*PROBLEM STATEMENT*.
Please copy each line from the entries that contains the string "amount".

DATA FOR THE TASK below:

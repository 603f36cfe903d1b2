//! Hosted-checkout payment: gateway order creation and callback
//! verification.

use std::sync::Arc;

use serde::Deserialize;
use shopfront_core::error::{ShopError, ShopResult};
use shopfront_core::models::order::Order;
use shopfront_core::repository::{OrderRepository, ProductRepository};
use shopfront_payment::{
    GatewayOrder, GatewayOrderRequest, PaymentGateway, to_minor_units, verify_signature,
};
use tracing::{info, warn};
use uuid::Uuid;

/// Fields the gateway posts back after the customer pays.
#[derive(Debug, Clone, Deserialize)]
pub struct PaymentCallback {
    #[serde(rename = "razorpay_order_id", alias = "gatewayOrderId", default)]
    pub gateway_order_id: String,
    #[serde(rename = "razorpay_payment_id", alias = "gatewayPaymentId", default)]
    pub gateway_payment_id: String,
    #[serde(rename = "razorpay_signature", alias = "signature", default)]
    pub signature: String,
}

#[derive(Debug, Clone, PartialEq, Eq)]
pub enum VerificationOutcome {
    Paid { payment_id: String },
    Failed,
}

pub struct CheckoutService<O: OrderRepository, P: ProductRepository> {
    orders: O,
    products: P,
    gateway: Arc<dyn PaymentGateway>,
    currency: String,
}

impl<O: OrderRepository, P: ProductRepository> CheckoutService<O, P> {
    pub fn new(
        orders: O,
        products: P,
        gateway: Arc<dyn PaymentGateway>,
        currency: impl Into<String>,
    ) -> Self {
        Self {
            orders,
            products,
            gateway,
            currency: currency.into(),
        }
    }

    /// Create a gateway order for `amount` in major currency units.
    pub async fn create_payment_order(&self, amount: Option<f64>) -> ShopResult<GatewayOrder> {
        let amount = amount.ok_or_else(|| ShopError::validation("Amount is required"))?;
        let request = GatewayOrderRequest {
            amount: to_minor_units(amount)?,
            currency: self.currency.clone(),
            receipt: None,
        };
        let order = self.gateway.create_order(request).await?;
        info!(gateway_order_id = %order.id, amount = order.amount, "Payment order created");
        Ok(order)
    }

    /// Public key id for the client-side checkout widget.
    pub fn api_key(&self) -> &str {
        self.gateway.key_id()
    }

    /// Verify a payment callback for the order identified by `order_id`.
    ///
    /// A bad signature marks an unpaid order as failed. A good one marks
    /// the order paid and decrements stock atomically; replaying the same
    /// payment is a no-op. Delivered, cancelled and refunded orders are
    /// never reopened by a payment.
    pub async fn verify_payment(
        &self,
        order_id: &str,
        callback: &PaymentCallback,
    ) -> ShopResult<VerificationOutcome> {
        let Ok(order_id) = Uuid::parse_str(order_id.trim()) else {
            warn!(order_id = %order_id, "Payment callback for malformed order id");
            return Ok(VerificationOutcome::Failed);
        };
        let order = match self.orders.get_by_id(order_id).await {
            Ok(order) => order,
            Err(ShopError::NotFound { .. }) => {
                warn!(order_id = %order_id, "Payment callback for unknown order");
                return Ok(VerificationOutcome::Failed);
            }
            Err(e) => return Err(e),
        };

        let authentic = verify_signature(
            &callback.gateway_order_id,
            &callback.gateway_payment_id,
            &callback.signature,
            self.gateway.key_secret(),
        )?;
        if !authentic {
            warn!(order_id = %order_id, "Payment signature mismatch");
            if !order.is_paid {
                self.orders.mark_payment_failed(order_id).await?;
            }
            return Ok(VerificationOutcome::Failed);
        }

        let payment_id = callback.gateway_payment_id.clone();
        if order.is_paid {
            return Ok(self.replayed(order_id, order.payment_info.id.as_deref(), payment_id));
        }
        if order.order_status.is_terminal() {
            warn!(
                order_id = %order_id,
                status = %order.order_status,
                payment_id = %payment_id,
                "Payment callback for a closed order"
            );
            return Ok(VerificationOutcome::Failed);
        }

        self.warn_on_oversell(&order).await?;

        match self.orders.confirm_payment(order_id, &payment_id).await {
            Ok(_) => {
                info!(order_id = %order_id, payment_id = %payment_id, "Payment verified");
                Ok(VerificationOutcome::Paid { payment_id })
            }
            // Another callback confirmed the order in the meantime.
            Err(ShopError::Conflict { .. }) => {
                let order = self.orders.get_by_id(order_id).await?;
                Ok(self.replayed(order_id, order.payment_info.id.as_deref(), payment_id))
            }
            // Closed by an administrator in the meantime.
            Err(ShopError::InvalidTransition { .. }) => {
                warn!(order_id = %order_id, payment_id = %payment_id, "Payment callback for a closed order");
                Ok(VerificationOutcome::Failed)
            }
            Err(e) => Err(e),
        }
    }

    fn replayed(
        &self,
        order_id: Uuid,
        stored: Option<&str>,
        payment_id: String,
    ) -> VerificationOutcome {
        if stored == Some(payment_id.as_str()) {
            info!(order_id = %order_id, payment_id = %payment_id, "Payment callback replayed");
            VerificationOutcome::Paid { payment_id }
        } else {
            warn!(
                order_id = %order_id,
                payment_id = %payment_id,
                "Order already paid with a different payment"
            );
            VerificationOutcome::Failed
        }
    }

    /// Stock is only checked at order creation, so it may have run out
    /// since. Confirmation floors stock at zero; this records the shortfall.
    async fn warn_on_oversell(&self, order: &Order) -> ShopResult<()> {
        let ids: Vec<Uuid> = order.items.iter().map(|i| i.product_id).collect();
        let products = self.products.get_many(&ids).await?;
        for item in &order.items {
            if let Some(product) = products.iter().find(|p| p.id == item.product_id) {
                if product.stock < item.quantity {
                    warn!(
                        order_id = %order.id,
                        product_id = %product.id,
                        ordered = item.quantity,
                        in_stock = product.stock,
                        "Oversold product; stock floored at zero"
                    );
                }
            }
        }
        Ok(())
    }
}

End of DATA FOR THE TASK.

*WRITTEN SOLUTION*.
    /// Create a gateway order for `amount` in major currency units.
    pub async fn create_payment_order(&self, amount: Option<f64>) -> ShopResult<GatewayOrder> {
        let amount = amount.ok_or_else(|| ShopError::validation("Amount is required"))?;
            amount: to_minor_units(amount)?,
        info!(gateway_order_id = %order.id, amount = order.amount, "Payment order created");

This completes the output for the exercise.